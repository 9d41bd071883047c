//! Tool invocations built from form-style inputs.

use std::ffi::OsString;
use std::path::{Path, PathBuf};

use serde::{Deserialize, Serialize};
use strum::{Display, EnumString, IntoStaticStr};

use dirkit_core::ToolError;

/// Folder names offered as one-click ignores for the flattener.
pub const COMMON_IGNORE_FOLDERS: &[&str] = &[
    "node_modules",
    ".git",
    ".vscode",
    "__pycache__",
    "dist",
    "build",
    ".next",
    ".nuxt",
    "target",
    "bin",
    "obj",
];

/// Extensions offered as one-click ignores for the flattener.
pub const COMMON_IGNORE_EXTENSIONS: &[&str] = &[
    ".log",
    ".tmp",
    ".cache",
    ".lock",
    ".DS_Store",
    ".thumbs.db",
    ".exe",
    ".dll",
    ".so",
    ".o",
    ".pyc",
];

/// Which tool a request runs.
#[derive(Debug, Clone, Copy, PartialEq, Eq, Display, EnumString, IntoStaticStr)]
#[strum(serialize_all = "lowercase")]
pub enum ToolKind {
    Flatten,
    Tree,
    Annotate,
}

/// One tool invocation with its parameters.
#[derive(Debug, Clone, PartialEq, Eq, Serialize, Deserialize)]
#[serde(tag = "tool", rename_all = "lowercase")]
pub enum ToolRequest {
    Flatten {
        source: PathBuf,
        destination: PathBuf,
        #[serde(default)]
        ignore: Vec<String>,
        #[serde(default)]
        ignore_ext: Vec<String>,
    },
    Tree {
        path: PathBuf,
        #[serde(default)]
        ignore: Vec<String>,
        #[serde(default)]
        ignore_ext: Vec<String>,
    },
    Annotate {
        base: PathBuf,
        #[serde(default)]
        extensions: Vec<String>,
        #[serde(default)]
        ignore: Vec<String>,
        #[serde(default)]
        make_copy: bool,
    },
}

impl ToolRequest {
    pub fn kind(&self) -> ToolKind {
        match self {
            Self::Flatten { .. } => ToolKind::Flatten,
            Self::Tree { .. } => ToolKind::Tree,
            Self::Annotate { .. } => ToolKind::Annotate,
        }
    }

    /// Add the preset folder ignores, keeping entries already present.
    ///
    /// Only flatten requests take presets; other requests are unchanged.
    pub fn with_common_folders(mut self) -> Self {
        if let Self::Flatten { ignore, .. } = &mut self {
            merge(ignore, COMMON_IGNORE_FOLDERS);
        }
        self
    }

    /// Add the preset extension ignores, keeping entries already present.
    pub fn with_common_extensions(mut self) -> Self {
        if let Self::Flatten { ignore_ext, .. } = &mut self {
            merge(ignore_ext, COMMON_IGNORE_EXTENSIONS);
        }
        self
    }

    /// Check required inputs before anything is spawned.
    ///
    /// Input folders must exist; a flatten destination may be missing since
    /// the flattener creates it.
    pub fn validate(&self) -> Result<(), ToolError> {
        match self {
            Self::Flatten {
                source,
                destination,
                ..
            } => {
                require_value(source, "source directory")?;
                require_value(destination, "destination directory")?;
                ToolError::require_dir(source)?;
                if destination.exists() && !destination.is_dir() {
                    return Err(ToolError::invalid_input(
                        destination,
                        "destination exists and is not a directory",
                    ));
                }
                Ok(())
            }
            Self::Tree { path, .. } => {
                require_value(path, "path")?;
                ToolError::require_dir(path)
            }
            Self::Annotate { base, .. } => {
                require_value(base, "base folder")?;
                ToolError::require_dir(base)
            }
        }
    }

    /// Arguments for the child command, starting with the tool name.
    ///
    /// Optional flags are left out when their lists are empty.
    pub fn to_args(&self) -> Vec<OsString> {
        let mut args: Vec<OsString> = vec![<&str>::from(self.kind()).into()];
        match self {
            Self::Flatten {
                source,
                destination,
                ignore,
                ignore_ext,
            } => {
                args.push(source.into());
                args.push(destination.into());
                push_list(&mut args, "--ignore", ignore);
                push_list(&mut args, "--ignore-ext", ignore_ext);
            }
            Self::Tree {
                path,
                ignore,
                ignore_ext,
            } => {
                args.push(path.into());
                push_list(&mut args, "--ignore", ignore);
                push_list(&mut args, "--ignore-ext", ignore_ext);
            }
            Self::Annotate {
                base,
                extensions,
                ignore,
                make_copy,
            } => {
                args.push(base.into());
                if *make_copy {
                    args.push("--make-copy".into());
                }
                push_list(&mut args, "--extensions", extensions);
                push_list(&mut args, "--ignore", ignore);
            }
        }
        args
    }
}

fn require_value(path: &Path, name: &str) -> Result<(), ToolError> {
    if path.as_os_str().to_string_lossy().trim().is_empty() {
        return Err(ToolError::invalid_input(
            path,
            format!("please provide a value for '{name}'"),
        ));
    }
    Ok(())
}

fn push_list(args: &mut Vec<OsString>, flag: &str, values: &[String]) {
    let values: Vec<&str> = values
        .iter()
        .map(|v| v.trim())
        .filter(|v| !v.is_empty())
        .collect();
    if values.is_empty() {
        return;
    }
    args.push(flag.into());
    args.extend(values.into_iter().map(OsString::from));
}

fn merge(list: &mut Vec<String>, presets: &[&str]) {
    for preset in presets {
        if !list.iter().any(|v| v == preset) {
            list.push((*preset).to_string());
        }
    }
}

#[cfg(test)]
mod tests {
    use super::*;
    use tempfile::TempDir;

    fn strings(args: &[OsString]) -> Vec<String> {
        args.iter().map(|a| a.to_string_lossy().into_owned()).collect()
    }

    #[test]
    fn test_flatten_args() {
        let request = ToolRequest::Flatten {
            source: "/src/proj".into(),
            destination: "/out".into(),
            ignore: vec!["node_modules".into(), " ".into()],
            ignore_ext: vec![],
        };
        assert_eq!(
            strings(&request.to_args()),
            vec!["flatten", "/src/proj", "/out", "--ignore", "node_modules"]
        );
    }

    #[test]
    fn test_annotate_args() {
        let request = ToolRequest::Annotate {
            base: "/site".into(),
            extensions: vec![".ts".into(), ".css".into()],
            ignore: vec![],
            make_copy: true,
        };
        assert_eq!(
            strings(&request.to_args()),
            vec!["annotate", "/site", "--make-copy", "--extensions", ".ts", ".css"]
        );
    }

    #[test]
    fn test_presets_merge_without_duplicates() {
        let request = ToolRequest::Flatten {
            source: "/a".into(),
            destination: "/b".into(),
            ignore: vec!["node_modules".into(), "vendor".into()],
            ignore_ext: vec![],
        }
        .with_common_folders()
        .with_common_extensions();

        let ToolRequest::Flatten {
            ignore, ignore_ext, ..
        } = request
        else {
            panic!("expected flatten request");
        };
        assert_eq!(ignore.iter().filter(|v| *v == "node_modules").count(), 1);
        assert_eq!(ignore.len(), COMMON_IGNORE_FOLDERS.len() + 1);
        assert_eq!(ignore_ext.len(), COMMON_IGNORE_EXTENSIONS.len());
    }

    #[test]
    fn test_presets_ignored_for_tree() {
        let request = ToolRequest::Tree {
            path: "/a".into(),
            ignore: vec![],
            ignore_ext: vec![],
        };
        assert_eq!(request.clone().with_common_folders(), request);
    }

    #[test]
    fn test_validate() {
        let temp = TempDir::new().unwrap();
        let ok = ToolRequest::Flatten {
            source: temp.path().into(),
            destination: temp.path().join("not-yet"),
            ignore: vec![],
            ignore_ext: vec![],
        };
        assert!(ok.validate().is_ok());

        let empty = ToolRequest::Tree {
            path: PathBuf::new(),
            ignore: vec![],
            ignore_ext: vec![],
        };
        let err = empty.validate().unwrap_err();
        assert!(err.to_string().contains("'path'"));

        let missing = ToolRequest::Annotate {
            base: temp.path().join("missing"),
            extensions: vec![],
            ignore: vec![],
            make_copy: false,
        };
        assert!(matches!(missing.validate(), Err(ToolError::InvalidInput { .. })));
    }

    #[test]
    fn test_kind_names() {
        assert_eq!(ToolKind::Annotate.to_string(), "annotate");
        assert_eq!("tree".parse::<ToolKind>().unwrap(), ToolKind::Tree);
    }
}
...
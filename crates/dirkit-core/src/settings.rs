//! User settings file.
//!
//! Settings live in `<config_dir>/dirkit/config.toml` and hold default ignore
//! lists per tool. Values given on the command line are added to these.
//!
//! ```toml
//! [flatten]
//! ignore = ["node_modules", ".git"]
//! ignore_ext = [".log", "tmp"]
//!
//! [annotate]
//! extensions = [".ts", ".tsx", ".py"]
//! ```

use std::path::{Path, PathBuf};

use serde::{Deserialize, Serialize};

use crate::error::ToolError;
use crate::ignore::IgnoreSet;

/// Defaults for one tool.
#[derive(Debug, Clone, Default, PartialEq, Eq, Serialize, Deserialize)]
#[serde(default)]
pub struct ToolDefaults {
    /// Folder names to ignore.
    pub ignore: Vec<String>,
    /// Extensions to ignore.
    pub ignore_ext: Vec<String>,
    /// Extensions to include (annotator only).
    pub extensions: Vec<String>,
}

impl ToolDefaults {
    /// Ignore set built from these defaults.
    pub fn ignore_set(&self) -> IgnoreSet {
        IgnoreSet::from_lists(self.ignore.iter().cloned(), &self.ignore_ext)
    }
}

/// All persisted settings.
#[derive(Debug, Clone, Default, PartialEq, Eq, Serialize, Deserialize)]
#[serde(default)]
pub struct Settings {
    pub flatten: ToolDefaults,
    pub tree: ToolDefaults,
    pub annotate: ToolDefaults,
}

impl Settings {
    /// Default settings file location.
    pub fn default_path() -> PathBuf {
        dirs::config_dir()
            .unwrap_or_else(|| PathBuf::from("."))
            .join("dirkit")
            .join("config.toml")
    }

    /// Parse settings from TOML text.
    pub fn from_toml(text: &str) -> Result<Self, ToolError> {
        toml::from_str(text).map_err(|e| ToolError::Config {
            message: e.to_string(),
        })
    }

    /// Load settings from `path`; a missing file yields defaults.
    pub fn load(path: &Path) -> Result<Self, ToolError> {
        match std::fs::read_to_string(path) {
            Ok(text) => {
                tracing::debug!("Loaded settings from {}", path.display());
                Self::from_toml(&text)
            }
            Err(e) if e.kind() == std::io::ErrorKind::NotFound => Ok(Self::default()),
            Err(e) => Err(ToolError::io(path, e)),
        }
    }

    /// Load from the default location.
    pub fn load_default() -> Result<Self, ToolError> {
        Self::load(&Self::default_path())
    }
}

● Requirement
Reproduce the lines above, beginning at the line with "names to ignore." and stopping after the line with "pub fn from_toml(text: &str)", exactly as they are.

● Solution below
    /// Folder names to ignore.
    pub ignore: Vec<String>,
    /// Extensions to ignore.
    pub ignore_ext: Vec<String>,
    /// Extensions to include (annotator only).
    pub extensions: Vec<String>,
}

impl ToolDefaults {
    /// Ignore set built from these defaults.
    pub fn ignore_set(&self) -> IgnoreSet {
        IgnoreSet::from_lists(self.ignore.iter().cloned(), &self.ignore_ext)
    }
}

/// All persisted settings.
#[derive(Debug, Clone, Default, PartialEq, Eq, Serialize, Deserialize)]
#[serde(default)]
pub struct Settings {
    pub flatten: ToolDefaults,
    pub tree: ToolDefaults,
    pub annotate: ToolDefaults,
}

impl Settings {
    /// Default settings file location.
    pub fn default_path() -> PathBuf {
        dirs::config_dir()
            .unwrap_or_else(|| PathBuf::from("."))
            .join("dirkit")
            .join("config.toml")
    }

    /// Parse settings from TOML text.
    pub fn from_toml(text: &str) -> Result<Self, ToolError> {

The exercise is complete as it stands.